Segment Start: Information
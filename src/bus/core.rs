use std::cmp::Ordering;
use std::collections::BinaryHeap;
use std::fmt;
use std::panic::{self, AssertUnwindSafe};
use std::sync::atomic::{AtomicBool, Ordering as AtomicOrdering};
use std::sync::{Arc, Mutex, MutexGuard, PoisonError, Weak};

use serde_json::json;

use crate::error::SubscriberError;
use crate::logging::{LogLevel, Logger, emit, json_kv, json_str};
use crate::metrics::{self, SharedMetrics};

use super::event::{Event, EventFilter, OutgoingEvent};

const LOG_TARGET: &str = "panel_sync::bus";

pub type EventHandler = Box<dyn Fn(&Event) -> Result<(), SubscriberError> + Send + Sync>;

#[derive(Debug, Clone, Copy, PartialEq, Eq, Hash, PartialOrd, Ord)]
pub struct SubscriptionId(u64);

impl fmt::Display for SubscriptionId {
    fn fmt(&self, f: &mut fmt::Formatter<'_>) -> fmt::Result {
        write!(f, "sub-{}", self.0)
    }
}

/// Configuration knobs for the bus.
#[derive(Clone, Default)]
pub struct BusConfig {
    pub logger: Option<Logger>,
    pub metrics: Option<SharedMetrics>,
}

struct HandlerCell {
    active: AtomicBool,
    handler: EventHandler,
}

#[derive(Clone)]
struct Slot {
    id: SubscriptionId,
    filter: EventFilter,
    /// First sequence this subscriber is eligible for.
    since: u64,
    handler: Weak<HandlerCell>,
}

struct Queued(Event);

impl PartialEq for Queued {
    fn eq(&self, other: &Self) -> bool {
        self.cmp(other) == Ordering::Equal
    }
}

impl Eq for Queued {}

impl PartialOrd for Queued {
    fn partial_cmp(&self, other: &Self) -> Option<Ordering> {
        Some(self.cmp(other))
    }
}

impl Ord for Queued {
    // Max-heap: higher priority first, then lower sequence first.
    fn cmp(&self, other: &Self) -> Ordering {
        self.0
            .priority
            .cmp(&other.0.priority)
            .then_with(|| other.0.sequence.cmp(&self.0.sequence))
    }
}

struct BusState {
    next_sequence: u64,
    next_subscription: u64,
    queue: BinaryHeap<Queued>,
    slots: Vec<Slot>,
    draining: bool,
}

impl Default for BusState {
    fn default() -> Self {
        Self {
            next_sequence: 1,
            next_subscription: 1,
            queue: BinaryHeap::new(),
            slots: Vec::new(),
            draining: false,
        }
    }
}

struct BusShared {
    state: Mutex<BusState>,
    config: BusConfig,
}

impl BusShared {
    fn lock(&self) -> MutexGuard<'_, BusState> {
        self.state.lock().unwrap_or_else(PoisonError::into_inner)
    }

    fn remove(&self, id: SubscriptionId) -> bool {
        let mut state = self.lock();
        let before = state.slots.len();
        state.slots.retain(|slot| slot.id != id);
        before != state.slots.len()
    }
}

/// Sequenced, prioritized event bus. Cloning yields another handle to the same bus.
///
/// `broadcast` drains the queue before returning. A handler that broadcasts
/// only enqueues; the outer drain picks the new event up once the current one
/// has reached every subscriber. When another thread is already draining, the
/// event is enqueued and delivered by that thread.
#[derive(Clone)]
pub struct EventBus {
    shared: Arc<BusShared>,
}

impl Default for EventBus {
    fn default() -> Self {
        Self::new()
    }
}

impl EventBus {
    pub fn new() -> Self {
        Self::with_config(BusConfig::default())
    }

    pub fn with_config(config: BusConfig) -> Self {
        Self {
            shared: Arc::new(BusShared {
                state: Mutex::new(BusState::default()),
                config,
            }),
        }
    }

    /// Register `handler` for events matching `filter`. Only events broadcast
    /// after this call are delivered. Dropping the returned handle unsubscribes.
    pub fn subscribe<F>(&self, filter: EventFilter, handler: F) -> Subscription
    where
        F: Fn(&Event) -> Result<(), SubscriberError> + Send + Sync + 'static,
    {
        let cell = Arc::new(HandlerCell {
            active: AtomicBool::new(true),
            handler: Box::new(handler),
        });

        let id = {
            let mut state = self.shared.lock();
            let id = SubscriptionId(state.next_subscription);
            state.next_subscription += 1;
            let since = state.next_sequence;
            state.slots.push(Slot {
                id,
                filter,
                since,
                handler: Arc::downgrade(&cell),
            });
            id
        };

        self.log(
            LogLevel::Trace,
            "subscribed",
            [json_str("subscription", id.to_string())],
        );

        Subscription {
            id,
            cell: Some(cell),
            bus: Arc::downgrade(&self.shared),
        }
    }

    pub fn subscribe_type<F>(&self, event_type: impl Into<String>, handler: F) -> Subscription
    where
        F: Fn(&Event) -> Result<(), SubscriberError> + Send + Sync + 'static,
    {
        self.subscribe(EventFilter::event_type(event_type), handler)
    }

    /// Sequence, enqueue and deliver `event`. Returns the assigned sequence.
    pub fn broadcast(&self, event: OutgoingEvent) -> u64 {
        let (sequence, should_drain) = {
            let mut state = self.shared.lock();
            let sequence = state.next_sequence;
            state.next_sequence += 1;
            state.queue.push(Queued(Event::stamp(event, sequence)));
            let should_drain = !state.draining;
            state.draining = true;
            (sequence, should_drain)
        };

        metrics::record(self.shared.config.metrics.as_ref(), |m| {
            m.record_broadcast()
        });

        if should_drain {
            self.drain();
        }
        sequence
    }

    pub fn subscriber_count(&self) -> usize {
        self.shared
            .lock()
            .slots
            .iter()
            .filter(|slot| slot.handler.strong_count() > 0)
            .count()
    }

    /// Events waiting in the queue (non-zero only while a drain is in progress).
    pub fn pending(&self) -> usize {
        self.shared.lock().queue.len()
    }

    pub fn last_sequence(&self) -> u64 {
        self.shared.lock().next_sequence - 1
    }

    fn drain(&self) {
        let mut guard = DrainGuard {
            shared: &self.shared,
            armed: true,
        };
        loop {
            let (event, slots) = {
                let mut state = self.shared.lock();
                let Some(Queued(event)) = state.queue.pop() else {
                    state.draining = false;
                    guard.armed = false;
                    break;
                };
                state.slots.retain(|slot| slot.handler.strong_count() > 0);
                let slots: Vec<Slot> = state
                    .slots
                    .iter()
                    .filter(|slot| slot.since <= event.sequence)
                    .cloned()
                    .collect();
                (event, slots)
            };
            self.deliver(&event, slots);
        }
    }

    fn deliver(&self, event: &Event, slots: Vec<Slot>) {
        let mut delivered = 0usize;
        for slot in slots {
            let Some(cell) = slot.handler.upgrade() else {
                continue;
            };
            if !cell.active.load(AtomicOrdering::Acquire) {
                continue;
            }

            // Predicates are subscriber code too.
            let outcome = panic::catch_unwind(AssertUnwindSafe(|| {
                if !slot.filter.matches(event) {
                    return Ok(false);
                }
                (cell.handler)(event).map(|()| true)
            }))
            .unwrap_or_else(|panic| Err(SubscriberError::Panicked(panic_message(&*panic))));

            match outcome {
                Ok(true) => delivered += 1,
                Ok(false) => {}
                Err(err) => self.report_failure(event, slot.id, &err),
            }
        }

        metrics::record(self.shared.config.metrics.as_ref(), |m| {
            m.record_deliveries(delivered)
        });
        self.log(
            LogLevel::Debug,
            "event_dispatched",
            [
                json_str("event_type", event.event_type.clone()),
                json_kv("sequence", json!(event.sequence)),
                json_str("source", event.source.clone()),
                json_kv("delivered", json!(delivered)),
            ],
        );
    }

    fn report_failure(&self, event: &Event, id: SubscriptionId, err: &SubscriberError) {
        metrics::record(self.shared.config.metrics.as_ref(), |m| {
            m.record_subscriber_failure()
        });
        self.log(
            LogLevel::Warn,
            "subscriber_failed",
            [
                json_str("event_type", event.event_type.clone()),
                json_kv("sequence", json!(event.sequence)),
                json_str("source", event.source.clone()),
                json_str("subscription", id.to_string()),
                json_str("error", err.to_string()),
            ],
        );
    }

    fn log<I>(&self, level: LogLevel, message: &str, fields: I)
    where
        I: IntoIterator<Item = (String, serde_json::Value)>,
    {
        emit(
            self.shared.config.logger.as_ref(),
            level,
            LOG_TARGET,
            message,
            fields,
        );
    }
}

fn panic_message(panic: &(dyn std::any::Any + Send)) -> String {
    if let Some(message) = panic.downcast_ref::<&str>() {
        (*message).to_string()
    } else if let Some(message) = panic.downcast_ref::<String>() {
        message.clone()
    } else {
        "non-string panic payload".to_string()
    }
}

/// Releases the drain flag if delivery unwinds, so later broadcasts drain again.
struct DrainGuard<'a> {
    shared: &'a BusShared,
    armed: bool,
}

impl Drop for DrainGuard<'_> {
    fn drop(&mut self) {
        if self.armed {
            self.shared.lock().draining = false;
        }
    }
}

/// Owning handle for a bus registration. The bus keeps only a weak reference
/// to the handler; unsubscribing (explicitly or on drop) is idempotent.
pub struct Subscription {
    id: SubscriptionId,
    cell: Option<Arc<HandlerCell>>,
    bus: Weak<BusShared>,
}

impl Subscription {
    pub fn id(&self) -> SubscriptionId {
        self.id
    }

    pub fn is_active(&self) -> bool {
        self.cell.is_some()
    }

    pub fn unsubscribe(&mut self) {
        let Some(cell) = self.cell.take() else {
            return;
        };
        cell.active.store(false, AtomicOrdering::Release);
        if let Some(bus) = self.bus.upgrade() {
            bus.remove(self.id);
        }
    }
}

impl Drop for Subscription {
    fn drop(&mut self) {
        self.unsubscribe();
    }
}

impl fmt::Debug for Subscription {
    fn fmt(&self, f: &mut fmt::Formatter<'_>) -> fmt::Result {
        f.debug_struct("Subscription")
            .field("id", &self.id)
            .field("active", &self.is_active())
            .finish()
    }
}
Segment End: Information
What the task requires -
An exact transcription of the lines from the start of the listing through the line bearing "Hash, PartialOrd, Ord)]" is the whole answer.

Answer box -
filename src/bus/core.rs
use std::cmp::Ordering;
use std::collections::BinaryHeap;
use std::fmt;
use std::panic::{self, AssertUnwindSafe};
use std::sync::atomic::{AtomicBool, Ordering as AtomicOrdering};
use std::sync::{Arc, Mutex, MutexGuard, PoisonError, Weak};

use serde_json::json;

use crate::error::SubscriberError;
use crate::logging::{LogLevel, Logger, emit, json_kv, json_str};
use crate::metrics::{self, SharedMetrics};

use super::event::{Event, EventFilter, OutgoingEvent};

const LOG_TARGET: &str = "panel_sync::bus";

pub type EventHandler = Box<dyn Fn(&Event) -> Result<(), SubscriberError> + Send + Sync>;

#[derive(Debug, Clone, Copy, PartialEq, Eq, Hash, PartialOrd, Ord)]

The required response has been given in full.